→ Supplied data:
# # # # #

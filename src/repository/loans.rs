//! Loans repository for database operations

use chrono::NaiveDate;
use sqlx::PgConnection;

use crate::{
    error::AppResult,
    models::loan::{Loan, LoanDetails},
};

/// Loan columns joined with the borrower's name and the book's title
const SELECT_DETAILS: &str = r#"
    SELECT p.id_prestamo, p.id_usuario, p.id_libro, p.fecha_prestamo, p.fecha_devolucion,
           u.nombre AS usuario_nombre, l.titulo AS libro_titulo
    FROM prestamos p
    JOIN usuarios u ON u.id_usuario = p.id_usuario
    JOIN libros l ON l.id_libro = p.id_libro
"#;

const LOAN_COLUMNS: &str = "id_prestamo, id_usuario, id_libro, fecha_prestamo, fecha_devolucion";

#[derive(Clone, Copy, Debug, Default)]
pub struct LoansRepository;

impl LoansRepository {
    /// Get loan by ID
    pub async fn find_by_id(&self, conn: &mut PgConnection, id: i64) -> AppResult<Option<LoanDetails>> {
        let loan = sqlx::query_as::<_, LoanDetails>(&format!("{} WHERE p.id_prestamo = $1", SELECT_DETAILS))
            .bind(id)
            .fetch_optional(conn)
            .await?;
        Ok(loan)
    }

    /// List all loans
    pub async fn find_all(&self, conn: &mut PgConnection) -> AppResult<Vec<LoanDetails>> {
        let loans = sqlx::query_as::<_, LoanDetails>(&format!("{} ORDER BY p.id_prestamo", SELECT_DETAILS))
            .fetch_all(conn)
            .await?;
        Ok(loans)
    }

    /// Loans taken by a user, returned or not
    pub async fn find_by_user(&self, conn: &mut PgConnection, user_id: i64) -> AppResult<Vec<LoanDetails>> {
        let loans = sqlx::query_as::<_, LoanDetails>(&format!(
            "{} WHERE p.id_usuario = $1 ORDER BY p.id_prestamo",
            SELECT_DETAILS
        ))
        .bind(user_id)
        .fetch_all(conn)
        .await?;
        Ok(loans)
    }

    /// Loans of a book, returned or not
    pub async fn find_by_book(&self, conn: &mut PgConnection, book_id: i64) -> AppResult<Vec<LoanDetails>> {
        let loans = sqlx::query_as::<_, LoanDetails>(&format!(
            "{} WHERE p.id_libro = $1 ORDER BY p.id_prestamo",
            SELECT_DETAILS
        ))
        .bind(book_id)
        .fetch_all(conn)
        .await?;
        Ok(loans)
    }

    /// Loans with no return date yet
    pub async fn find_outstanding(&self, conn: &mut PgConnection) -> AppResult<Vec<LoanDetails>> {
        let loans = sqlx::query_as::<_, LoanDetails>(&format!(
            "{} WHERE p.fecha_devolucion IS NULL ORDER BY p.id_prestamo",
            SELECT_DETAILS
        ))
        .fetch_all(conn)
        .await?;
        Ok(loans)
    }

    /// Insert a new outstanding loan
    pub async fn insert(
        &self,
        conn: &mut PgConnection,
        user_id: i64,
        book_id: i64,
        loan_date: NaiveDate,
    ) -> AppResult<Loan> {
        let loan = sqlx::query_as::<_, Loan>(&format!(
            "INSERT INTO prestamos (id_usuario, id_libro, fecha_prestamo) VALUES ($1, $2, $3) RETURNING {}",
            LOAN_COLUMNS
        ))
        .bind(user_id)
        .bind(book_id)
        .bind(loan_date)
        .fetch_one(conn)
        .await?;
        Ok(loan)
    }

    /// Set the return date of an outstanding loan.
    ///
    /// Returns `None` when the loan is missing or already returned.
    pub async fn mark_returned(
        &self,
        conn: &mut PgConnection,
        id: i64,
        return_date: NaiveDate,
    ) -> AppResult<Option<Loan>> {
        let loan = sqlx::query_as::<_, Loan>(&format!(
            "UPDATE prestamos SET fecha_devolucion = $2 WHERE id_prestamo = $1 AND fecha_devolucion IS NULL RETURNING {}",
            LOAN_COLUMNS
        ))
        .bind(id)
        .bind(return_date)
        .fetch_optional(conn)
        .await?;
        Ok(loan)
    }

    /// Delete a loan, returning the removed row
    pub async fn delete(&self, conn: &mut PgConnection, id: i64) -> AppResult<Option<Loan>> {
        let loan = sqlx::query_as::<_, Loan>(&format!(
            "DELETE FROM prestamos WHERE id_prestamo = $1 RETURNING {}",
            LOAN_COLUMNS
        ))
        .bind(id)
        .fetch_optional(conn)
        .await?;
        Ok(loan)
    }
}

# # # # #

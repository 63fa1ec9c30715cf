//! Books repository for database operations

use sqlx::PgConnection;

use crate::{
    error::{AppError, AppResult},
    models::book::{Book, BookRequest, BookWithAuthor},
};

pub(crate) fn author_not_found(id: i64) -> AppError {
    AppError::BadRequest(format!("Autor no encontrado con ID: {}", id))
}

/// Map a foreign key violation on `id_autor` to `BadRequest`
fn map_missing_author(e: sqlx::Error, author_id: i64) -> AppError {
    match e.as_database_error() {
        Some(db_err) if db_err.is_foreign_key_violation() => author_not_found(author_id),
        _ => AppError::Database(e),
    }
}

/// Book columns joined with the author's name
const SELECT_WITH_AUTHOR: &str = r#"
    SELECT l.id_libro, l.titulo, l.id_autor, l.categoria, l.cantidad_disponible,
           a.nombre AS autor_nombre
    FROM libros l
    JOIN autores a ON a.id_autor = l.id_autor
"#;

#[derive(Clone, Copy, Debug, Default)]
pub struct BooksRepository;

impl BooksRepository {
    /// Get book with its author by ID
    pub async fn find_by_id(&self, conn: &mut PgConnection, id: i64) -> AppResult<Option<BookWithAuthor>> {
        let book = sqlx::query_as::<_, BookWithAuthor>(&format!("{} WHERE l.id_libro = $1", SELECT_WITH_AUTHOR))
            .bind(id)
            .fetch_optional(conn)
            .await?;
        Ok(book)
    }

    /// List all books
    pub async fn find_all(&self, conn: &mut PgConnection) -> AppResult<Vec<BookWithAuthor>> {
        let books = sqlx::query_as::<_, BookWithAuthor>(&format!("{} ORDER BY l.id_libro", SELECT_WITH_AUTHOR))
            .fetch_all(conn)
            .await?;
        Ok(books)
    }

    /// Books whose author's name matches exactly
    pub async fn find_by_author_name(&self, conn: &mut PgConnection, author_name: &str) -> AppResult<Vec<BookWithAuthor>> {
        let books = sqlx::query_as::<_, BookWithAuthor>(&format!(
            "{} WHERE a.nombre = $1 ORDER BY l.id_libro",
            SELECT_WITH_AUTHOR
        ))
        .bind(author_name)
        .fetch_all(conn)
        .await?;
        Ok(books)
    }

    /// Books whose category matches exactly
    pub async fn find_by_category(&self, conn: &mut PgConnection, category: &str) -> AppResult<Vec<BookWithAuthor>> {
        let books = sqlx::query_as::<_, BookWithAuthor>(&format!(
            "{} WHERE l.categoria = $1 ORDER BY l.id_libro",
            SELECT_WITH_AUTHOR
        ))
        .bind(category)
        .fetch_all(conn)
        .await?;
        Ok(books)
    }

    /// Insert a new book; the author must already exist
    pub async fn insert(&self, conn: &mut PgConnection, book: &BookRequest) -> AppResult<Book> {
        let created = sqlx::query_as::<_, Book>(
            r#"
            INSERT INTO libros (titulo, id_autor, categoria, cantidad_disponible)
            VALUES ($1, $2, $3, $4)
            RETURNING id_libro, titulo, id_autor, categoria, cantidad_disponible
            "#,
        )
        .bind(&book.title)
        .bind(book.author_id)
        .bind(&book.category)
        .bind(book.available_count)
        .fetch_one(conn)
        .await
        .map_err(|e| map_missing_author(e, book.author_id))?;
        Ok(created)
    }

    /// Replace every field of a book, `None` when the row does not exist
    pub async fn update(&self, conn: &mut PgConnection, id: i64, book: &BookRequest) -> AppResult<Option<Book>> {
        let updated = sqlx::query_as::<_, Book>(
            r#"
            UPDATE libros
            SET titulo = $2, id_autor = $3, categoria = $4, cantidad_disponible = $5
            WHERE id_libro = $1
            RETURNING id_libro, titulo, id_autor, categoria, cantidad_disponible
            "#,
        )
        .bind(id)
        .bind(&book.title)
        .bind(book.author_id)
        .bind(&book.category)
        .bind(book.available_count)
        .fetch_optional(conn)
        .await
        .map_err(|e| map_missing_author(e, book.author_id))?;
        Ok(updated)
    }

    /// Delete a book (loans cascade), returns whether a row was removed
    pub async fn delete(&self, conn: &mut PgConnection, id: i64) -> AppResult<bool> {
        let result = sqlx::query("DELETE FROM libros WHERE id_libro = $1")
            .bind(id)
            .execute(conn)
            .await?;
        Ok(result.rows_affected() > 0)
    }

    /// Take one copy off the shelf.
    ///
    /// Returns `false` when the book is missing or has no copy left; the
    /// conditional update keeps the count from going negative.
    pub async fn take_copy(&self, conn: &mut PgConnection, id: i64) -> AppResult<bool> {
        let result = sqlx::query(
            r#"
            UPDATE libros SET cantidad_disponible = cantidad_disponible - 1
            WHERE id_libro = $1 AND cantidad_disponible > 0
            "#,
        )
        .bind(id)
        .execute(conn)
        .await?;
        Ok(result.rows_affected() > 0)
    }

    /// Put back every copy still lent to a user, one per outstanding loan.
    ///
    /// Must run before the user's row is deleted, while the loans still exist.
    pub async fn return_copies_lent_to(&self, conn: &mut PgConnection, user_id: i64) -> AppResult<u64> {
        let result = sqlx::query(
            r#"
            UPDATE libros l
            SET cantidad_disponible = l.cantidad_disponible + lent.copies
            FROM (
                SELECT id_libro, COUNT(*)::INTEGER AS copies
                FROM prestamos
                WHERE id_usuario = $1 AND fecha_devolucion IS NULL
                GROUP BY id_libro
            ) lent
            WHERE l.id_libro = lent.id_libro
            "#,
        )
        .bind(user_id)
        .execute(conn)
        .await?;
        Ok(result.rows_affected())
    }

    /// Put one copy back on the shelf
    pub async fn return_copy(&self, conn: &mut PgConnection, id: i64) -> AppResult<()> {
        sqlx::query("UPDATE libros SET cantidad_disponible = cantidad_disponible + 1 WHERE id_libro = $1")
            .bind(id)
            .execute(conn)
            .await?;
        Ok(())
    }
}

# # # # #

→ What you will do: What is asked for is an exact copy of the lines above from the one containing "filename src/repository/loans.rs" through the one containing "pub async fn find_by_book(&self, conn: &mut", and only those.

→ Task solution:
filename src/repository/loans.rs
//! Loans repository for database operations

use chrono::NaiveDate;
use sqlx::PgConnection;

use crate::{
    error::AppResult,
    models::loan::{Loan, LoanDetails},
};

/// Loan columns joined with the borrower's name and the book's title
const SELECT_DETAILS: &str = r#"
    SELECT p.id_prestamo, p.id_usuario, p.id_libro, p.fecha_prestamo, p.fecha_devolucion,
           u.nombre AS usuario_nombre, l.titulo AS libro_titulo
    FROM prestamos p
    JOIN usuarios u ON u.id_usuario = p.id_usuario
    JOIN libros l ON l.id_libro = p.id_libro
"#;

const LOAN_COLUMNS: &str = "id_prestamo, id_usuario, id_libro, fecha_prestamo, fecha_devolucion";

#[derive(Clone, Copy, Debug, Default)]
pub struct LoansRepository;

impl LoansRepository {
    /// Get loan by ID
    pub async fn find_by_id(&self, conn: &mut PgConnection, id: i64) -> AppResult<Option<LoanDetails>> {
        let loan = sqlx::query_as::<_, LoanDetails>(&format!("{} WHERE p.id_prestamo = $1", SELECT_DETAILS))
            .bind(id)
            .fetch_optional(conn)
            .await?;
        Ok(loan)
    }

    /// List all loans
    pub async fn find_all(&self, conn: &mut PgConnection) -> AppResult<Vec<LoanDetails>> {
        let loans = sqlx::query_as::<_, LoanDetails>(&format!("{} ORDER BY p.id_prestamo", SELECT_DETAILS))
            .fetch_all(conn)
            .await?;
        Ok(loans)
    }

    /// Loans taken by a user, returned or not
    pub async fn find_by_user(&self, conn: &mut PgConnection, user_id: i64) -> AppResult<Vec<LoanDetails>> {
        let loans = sqlx::query_as::<_, LoanDetails>(&format!(
            "{} WHERE p.id_usuario = $1 ORDER BY p.id_prestamo",
            SELECT_DETAILS
        ))
        .bind(user_id)
        .fetch_all(conn)
        .await?;
        Ok(loans)
    }

    /// Loans of a book, returned or not
    pub async fn find_by_book(&self, conn: &mut PgConnection, book_id: i64) -> AppResult<Vec<LoanDetails>> {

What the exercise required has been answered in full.